Valley News Correspondent
Published: 1/28/2022 5:00:37 AM
Modified: 1/28/2022 4:59:24 AM

WINDSOR — Two identical bills in the Vermont Legislature proposing a 10-bed facility for juveniles in the justice system at the former state prison will not find support in the town, Windsor Town Manager Tom Marsh said.

“Over the years (since the prison closed in 2017), we have done community outreach and surveys with residents on what you would like to see there, and by a 2-to-1 margin, residents said no social services and no prison,” Marsh said this week. “This is not NIMBY (not in my backyard). We had a prison here for 200 years.”

Both bills, one in the House and the other in the Senate, have identical wording. They propose spending $3.16 million for the Department for Children and Families to “fit-up space for 10 beds at the former Southeast State Correctional Facility for use as an emergency secure facility for justice-involved youth.”
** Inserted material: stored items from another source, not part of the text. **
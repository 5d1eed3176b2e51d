// Copyright (c) 2025 Steve Wagner (ciroque@live.com)
// SPDX-License-Identifier: MIT

//! The execution engine collaborator.
//!
//! The host never interprets or compiles WebAssembly itself. Everything below
//! the export table (validation, compilation, memory layout, execution) is
//! delegated to an implementation of [`ExecutionEngine`]; the host only issues
//! the four calls defined here.

use crate::errors::HostError;
use crate::host::trap::TrapKind;
use crate::host::types::ExportType;
use crate::host::values::{RawValue, TypedArgument};

/// An export as reported by the engine for a compiled module.
#[derive(Debug, Clone, PartialEq, Eq)]
pub struct EngineExport {
    pub name: String,
    pub ty: ExportType,
}

/// Why an engine call did not produce results.
#[derive(Debug)]
pub enum EngineFault {
    /// Guest-side fault; terminal for the call, not for the host.
    Trap(TrapKind),
    /// Host-side failure (instantiation, configuration, engine misuse).
    Error(HostError),
}

impl From<HostError> for EngineFault {
    fn from(error: HostError) -> Self {
        EngineFault::Error(error)
    }
}

/// A WebAssembly compilation and execution engine.
///
/// Compiled modules are shared read-only between invocations; instances hold
/// mutable guest state (linear memory, globals) and must be used by one
/// invocation at a time, which `&mut Self::Instance` enforces.
pub trait ExecutionEngine: Send + Sync {
    type Module: Clone + Send + Sync;
    type Instance: Send;

    /// Validates and compiles a module binary.
    fn compile(&self, bytes: &[u8]) -> Result<Self::Module, HostError>;

    /// Lists the compiled module's exports in declaration order.
    fn list_exports(&self, module: &Self::Module) -> Vec<EngineExport>;

    /// Instantiates the module with an empty import object.
    ///
    /// A trapping start function yields `EngineFault::Trap`.
    fn instantiate(&self, module: &Self::Module) -> Result<Self::Instance, EngineFault>;

    /// Calls the exported function `name` with already-typed arguments.
    fn call_exported_function(
        &self,
        instance: &mut Self::Instance,
        name: &str,
        args: &[TypedArgument],
    ) -> Result<Vec<RawValue>, EngineFault>;
}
The facility, off County Road, would possibly serve only temporarily, as the bills further state that the Secretary of Human Services would have until Dec. 1 of this year to submit a plan for a 10-bed secure youth facility, including a location and estimated capital and operating expenses.

State Rep. Francis McFaun, a Barre Town Republican, introduced HB 487. McFaun said this week the former Southeast State Correctional Facility is ideal for his proposal.

“My thinking is here is a facility that was a prison before, and this would be on a temporary basis,” McFaun said. “The buildings are there, so why not utilize them until we figure out where to put these kids on a permanent basis?”

Both bills are in their chambers’ respective committees dealing with institutions and corrections.

McFaun said he was called to testify on the bills before both committees, and he believes they may be trying to decide which one takes the lead because they are identical.

The state’s last facility for youths was Woodside Juvenile Correctional Facility in Essex, Vt. It closed in October 2020, and McFaun said juveniles now have to be sent out of state.

“It is tough on the families if they are out of state,” McFaun said. “Part of helping these kids is to get them back with their families.”

State Rep. Alice Emmons, D-Springfield, chair of the House Committee on Corrections and Institutions, said the panel has not scheduled hearings on the proposal.

“At this point, we are not working on the bill,” Emmons said in an email. “We also took testimony on the report from the summer/fall committee that looked at different options for the use of the Windsor property. We are in the very preliminary stage of gathering information, and the committee hasn’t made any decision at this time on the future of the state-owned Windsor property.”

In November, the Development Review Board in Newbury, Vt., unanimously rejected a proposed six-bed secure facility for youths at a former bed and breakfast on Stevens Place, a Class 4 road. The facility would have been privately owned and leased to the Department for Children and Families. Renovations to the property were estimated to cost $3 million. The board concluded the facility would not fit the character of the area and would exceed the capacity of both emergency services and the Class 4 road.

The administration of Gov. Phil Scott said it planned to appeal the decision to the Environmental Board.

A report on the former Windsor prison released in December from a study committee concluded that some of the buildings should be demolished and said the state should decide to keep or sell the 100-acre site, costs $250,000 a year to maintain. Selling the property would require a substantial amount of money for demolition and cleanup.

The report also said another option would be public/private partnership that would redevelop the site, in a campus-like setting, that included small state facilities, housing, office space, businesses and recreational facilities where the state would maintain a small footprint.